"""

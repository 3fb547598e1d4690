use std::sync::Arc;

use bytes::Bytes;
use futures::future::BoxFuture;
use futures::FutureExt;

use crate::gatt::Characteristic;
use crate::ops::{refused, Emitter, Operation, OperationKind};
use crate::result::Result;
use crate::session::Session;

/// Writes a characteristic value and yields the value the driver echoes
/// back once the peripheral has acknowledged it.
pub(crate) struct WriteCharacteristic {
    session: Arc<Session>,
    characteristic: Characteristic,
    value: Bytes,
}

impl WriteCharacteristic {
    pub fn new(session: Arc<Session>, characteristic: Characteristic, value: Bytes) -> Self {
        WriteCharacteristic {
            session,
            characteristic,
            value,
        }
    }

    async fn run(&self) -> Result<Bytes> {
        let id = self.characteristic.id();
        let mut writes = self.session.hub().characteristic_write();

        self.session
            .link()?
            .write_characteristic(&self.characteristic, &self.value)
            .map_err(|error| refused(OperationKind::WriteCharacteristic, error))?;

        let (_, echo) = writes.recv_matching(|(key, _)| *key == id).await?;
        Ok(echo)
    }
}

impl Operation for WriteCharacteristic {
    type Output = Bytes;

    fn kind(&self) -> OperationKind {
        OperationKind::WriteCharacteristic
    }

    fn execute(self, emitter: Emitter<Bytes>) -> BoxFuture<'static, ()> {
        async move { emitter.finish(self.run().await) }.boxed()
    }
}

"""

Problem to solve:
Send back exactly, with nothing added, the lines from the first line of the material above through the line holding "use crate::session::Session;"; both ends are included.

Response to this exercise:
repository 3fb547598e1d4690
use std::sync::Arc;

use bytes::Bytes;
use futures::future::BoxFuture;
use futures::FutureExt;

use crate::gatt::Characteristic;
use crate::ops::{refused, Emitter, Operation, OperationKind};
use crate::result::Result;
use crate::session::Session;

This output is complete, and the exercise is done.